*Directions for this task*
From the line containing "for b in &seeds[i" down to the line containing "let mut admitted_seeds" in the records below, reproduce every line exactly, ends included, and omit all others.

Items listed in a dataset
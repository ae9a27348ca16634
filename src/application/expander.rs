//! Combinatorial expansion.
//!
//! Turns the union of pattern sequences into the evaluation candidate set:
//! seeds first, then sell/buy combinations from the candidate pools, then
//! pairwise merges of disjoint seeds, then partial-execution prefixes.
//! Every candidate passes the same admission check (depth, conflicting
//! symbols, running cash) and is deduplicated by sequence hash.

use std::collections::HashSet;

use serde::Serialize;

use crate::domain::ports::pattern_generator::CandidatePools;
use crate::domain::values::action::{ActionCandidate, ActionSequence};
use crate::domain::values::planner_config::PlannerConfiguration;
use crate::domain::values::trade_side::TradeSide;

const CASH_EPSILON: f64 = 1e-6;

#[derive(Debug, Clone, Copy, Default, PartialEq, Eq, Serialize)]
pub struct ExpansionStats {
    pub generated: usize,
    pub admitted: usize,
    pub duplicates: usize,
    pub pruned_cash: usize,
    pub pruned_conflict: usize,
    pub pruned_depth: usize,
}

#[derive(Debug, Default)]
pub struct Expansion {
    pub sequences: Vec<ActionSequence>,
    pub stats: ExpansionStats,
    /// Every (symbol, side) that appeared in any generated candidate, admitted or not.
    pub seen_keys: HashSet<(String, TradeSide)>,
}

enum Prune {
    Depth,
    Conflict,
    Cash,
}

fn check(actions: &[ActionCandidate], cash: f64, max_depth: usize) -> Result<(), Prune> {
    if actions.len() > max_depth {
        return Err(Prune::Depth);
    }
    let mut symbols = HashSet::new();
    let mut running = cash;
    for action in actions {
        if !symbols.insert(action.symbol.as_str()) {
            return Err(Prune::Conflict);
        }
        match action.side {
            TradeSide::Sell => running += action.value_eur,
            TradeSide::Buy => {
                running -= action.value_eur;
                if running < -CASH_EPSILON {
                    return Err(Prune::Cash);
                }
            }
        }
    }
    Ok(())
}

struct Collector {
    cash: f64,
    max_depth: usize,
    hashes: HashSet<String>,
    out: Expansion,
}

impl Collector {
    fn offer(&mut self, seq: ActionSequence) -> bool {
        if seq.is_empty() {
            return false;
        }
        self.out.stats.generated += 1;
        for action in &seq.actions {
            self.out.seen_keys.insert(action.key());
        }
        match check(&seq.actions, self.cash, self.max_depth) {
            Err(Prune::Depth) => {
                self.out.stats.pruned_depth += 1;
                return false;
            }
            Err(Prune::Conflict) => {
                self.out.stats.pruned_conflict += 1;
                return false;
            }
            Err(Prune::Cash) => {
                self.out.stats.pruned_cash += 1;
                return false;
            }
            Ok(()) => {}
        }
        let hash = seq.hash();
        if !self.hashes.insert(hash) {
            self.out.stats.duplicates += 1;
            return false;
        }
        self.out.stats.admitted += 1;
        self.out.sequences.push(seq);
        true
    }
}

/// Calls `visit` with every k-combination of `0..n` in lexicographic order
/// until it returns `false`.
fn for_each_combination(n: usize, k: usize, visit: &mut dyn FnMut(&[usize]) -> bool) -> bool {
    fn recurse(
        start: usize,
        n: usize,
        k: usize,
        current: &mut Vec<usize>,
        visit: &mut dyn FnMut(&[usize]) -> bool,
    ) -> bool {
        if current.len() == k {
            return visit(current);
        }
        for i in start..n {
            if n - i < k - current.len() {
                break;
            }
            current.push(i);
            let keep_going = recurse(i + 1, n, k, current, visit);
            current.pop();
            if !keep_going {
                return false;
            }
        }
        true
    }
    if k > n {
        return true;
    }
    recurse(0, n, k, &mut Vec::with_capacity(k), visit)
}

/// Sell-subsets followed by buy-subsets from the top candidates, smallest first.
fn combinations(pools: &CandidatePools, config: &PlannerConfiguration, collector: &mut Collector) {
    let half = (config.max_combination_candidates / 2).max(1);
    let sells: Vec<ActionCandidate> = pools
        .sells()
        .into_iter()
        .filter(|c| c.priority >= config.priority_threshold)
        .take(half)
        .collect();
    let buys: Vec<ActionCandidate> = pools
        .buys()
        .into_iter()
        .filter(|c| c.priority >= config.priority_threshold)
        .take(config.max_combination_candidates.saturating_sub(sells.len()).max(1))
        .collect();

    let mut emitted = 0usize;
    for size in 2..=config.max_depth {
        for sell_count in (0..=size.min(sells.len())).rev() {
            let buy_count = size - sell_count;
            if buy_count > buys.len() {
                continue;
            }
            let finished = !for_each_combination(sells.len(), sell_count, &mut |sell_idx: &[usize]| {
                for_each_combination(buys.len(), buy_count, &mut |buy_idx: &[usize]| {
                    if emitted >= config.max_combinations {
                        return false;
                    }
                    let actions: Vec<ActionCandidate> = sell_idx
                        .iter()
                        .map(|i| sells[*i].clone())
                        .chain(buy_idx.iter().map(|i| buys[*i].clone()))
                        .collect();
                    if collector.offer(ActionSequence::new("combinatorial", actions)) {
                        emitted += 1;
                    }
                    true
                })
            });
            if finished || emitted >= config.max_combinations {
                return;
            }
        }
    }
}

/// Pairwise merges of seeds touching disjoint symbols, sells of both first.
fn merges(seeds: &[ActionSequence], config: &PlannerConfiguration, collector: &mut Collector) {
    let mut emitted = 0usize;
    for (i, a) in seeds.iter().enumerate() {
        for b in &seeds[i + 1..] {
            if emitted >= config.max_combinations {
                return;
            }
            if a.len() + b.len() > config.max_depth {
                continue;
            }
            let disjoint = a
                .actions
                .iter()
                .all(|x| b.actions.iter().all(|y| x.symbol != y.symbol));
            if !disjoint {
                continue;
            }
            let actions: Vec<ActionCandidate> = a
                .actions
                .iter()
                .chain(&b.actions)
                .filter(|x| x.side.is_sell())
                .chain(a.actions.iter().chain(&b.actions).filter(|x| x.side.is_buy()))
                .cloned()
                .collect();
            if collector.offer(ActionSequence::new("merge", actions)) {
                emitted += 1;
            }
        }
    }
}

/// Expands pattern seeds into the full candidate set.
pub fn expand(
    seeds: Vec<ActionSequence>,
    pools: &CandidatePools,
    available_cash: f64,
    config: &PlannerConfiguration,
) -> Expansion {
    let mut collector = Collector {
        cash: available_cash,
        max_depth: config.max_depth,
        hashes: HashSet::new(),
        out: Expansion::default(),
    };

    for seed in seeds {
        collector.offer(seed);
    }
    let mut admitted_seeds = collector.out.sequences.clone();
    admitted_seeds.sort_by(|a, b| b.priority.total_cmp(&a.priority));

    if config.generators.combinatorial {
        combinations(pools, config, &mut collector);
    }
    if config.generators.merge {
        merges(&admitted_seeds, config, &mut collector);
    }
    if config.generators.partial_execution {
        let full: Vec<ActionSequence> = collector
            .out
            .sequences
            .iter()
            .filter(|s| s.len() > 1)
            .cloned()
            .collect();
        for seq in full {
            for n in 1..seq.len() {
                let mut prefix = seq.prefix(n);
                prefix.pattern = "partial_execution".to_string();
                collector.offer(prefix);
            }
        }
    }

    collector.out
}

#[cfg(test)]
mod tests {
    use super::*;
    use crate::application::patterns::fixtures::{candidate, pools};
    use crate::domain::values::opportunity::OpportunityCategory::*;
    use crate::domain::values::trade_side::TradeSide::*;

    fn config() -> PlannerConfiguration {
        PlannerConfiguration::default()
    }

    #[test]
    fn deduplicates_identical_seeds() {
        let a = candidate(OpportunityBuys, Buy, "A", 100.0, 0.9);
        let seeds = vec![
            ActionSequence::new("direct_buy", vec![a.clone()]),
            ActionSequence::new("single_best", vec![a]),
        ];
        let out = expand(seeds, &pools(vec![]), 1000.0, &config());
        assert_eq!(out.stats.duplicates, 1);
        assert_eq!(out.sequences.iter().filter(|s| s.len() == 1).count(), 1);
    }

    #[test]
    fn prunes_conflicts_and_cash() {
        let seeds = vec![
            ActionSequence::new(
                "x",
                vec![
                    candidate(RebalanceSells, Sell, "A", 100.0, 0.9),
                    candidate(RebalanceBuys, Buy, "A", 100.0, 0.9),
                ],
            ),
            ActionSequence::new("y", vec![candidate(OpportunityBuys, Buy, "B", 500.0, 0.9)]),
        ];
        let mut cfg = config();
        cfg.generators.combinatorial = false;
        cfg.generators.merge = false;
        cfg.generators.partial_execution = false;
        let out = expand(seeds, &pools(vec![]), 100.0, &cfg);
        assert!(out.sequences.is_empty());
        assert_eq!(out.stats.pruned_conflict, 1);
        assert_eq!(out.stats.pruned_cash, 1);
    }

    #[test]
    fn earlier_sells_fund_later_buys() {
        let funded = vec![
            candidate(RebalanceSells, Sell, "S", 400.0, 0.9),
            candidate(OpportunityBuys, Buy, "B", 450.0, 0.9),
        ];
        let mut reversed = funded.clone();
        reversed.reverse();
        let mut cfg = config();
        cfg.generators.partial_execution = false;
        cfg.generators.merge = false;
        cfg.generators.combinatorial = false;
        let out = expand(
            vec![ActionSequence::new("a", funded), ActionSequence::new("b", reversed)],
            &pools(vec![]),
            100.0,
            &cfg,
        );
        assert_eq!(out.sequences.len(), 1);
        assert_eq!(out.sequences[0].pattern, "a");
    }

    #[test]
    fn combinations_respect_caps_and_order() {
        let candidates = vec![
            candidate(RebalanceSells, Sell, "S1", 100.0, 0.9),
            candidate(RebalanceSells, Sell, "S2", 100.0, 0.8),
            candidate(OpportunityBuys, Buy, "B1", 100.0, 0.9),
            candidate(OpportunityBuys, Buy, "B2", 100.0, 0.8),
            candidate(OpportunityBuys, Buy, "B3", 100.0, 0.7),
        ];
        let mut cfg = config();
        cfg.max_combinations = 4;
        cfg.generators.merge = false;
        cfg.generators.partial_execution = false;
        let out = expand(vec![], &pools(candidates), 1000.0, &cfg);
        assert_eq!(out.sequences.len(), 4);
        for seq in &out.sequences {
            let first_buy = seq.actions.iter().position(|a| a.side.is_buy()).unwrap_or(seq.len());
            assert!(seq.actions[first_buy..].iter().all(|a| a.side.is_buy()));
        }
    }

    #[test]
    fn partial_execution_adds_prefixes() {
        let seq = ActionSequence::new(
            "multi_sell",
            vec![
                candidate(RebalanceSells, Sell, "S1", 100.0, 0.9),
                candidate(RebalanceSells, Sell, "S2", 100.0, 0.8),
                candidate(OpportunityBuys, Buy, "B1", 150.0, 0.9),
            ],
        );
        let mut cfg = config();
        cfg.generators.merge = false;
        cfg.generators.combinatorial = false;
        let out = expand(vec![seq], &pools(vec![]), 0.0, &cfg);
        assert_eq!(out.sequences.len(), 3);
        assert!(out.sequences[1..].iter().all(|s| s.pattern == "partial_execution"));
    }

    #[test]
    fn combination_enumeration_is_lexicographic() {
        let mut seen = Vec::new();
        for_each_combination(4, 2, &mut |idx: &[usize]| {
            seen.push(idx.to_vec());
            true
        });
        assert_eq!(seen.len(), 6);
        assert_eq!(seen[0], vec![0, 1]);
        assert_eq!(seen[5], vec![2, 3]);
    }
}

*Response to this task*
        for b in &seeds[i + 1..] {
            if emitted >= config.max_combinations {
                return;
            }
            if a.len() + b.len() > config.max_depth {
                continue;
            }
            let disjoint = a
                .actions
                .iter()
                .all(|x| b.actions.iter().all(|y| x.symbol != y.symbol));
            if !disjoint {
                continue;
            }
            let actions: Vec<ActionCandidate> = a
                .actions
                .iter()
                .chain(&b.actions)
                .filter(|x| x.side.is_sell())
                .chain(a.actions.iter().chain(&b.actions).filter(|x| x.side.is_buy()))
                .cloned()
                .collect();
            if collector.offer(ActionSequence::new("merge", actions)) {
                emitted += 1;
            }
        }
    }
}

/// Expands pattern seeds into the full candidate set.
pub fn expand(
    seeds: Vec<ActionSequence>,
    pools: &CandidatePools,
    available_cash: f64,
    config: &PlannerConfiguration,
) -> Expansion {
    let mut collector = Collector {
        cash: available_cash,
        max_depth: config.max_depth,
        hashes: HashSet::new(),
        out: Expansion::default(),
    };

    for seed in seeds {
        collector.offer(seed);
    }
    let mut admitted_seeds = collector.out.sequences.clone();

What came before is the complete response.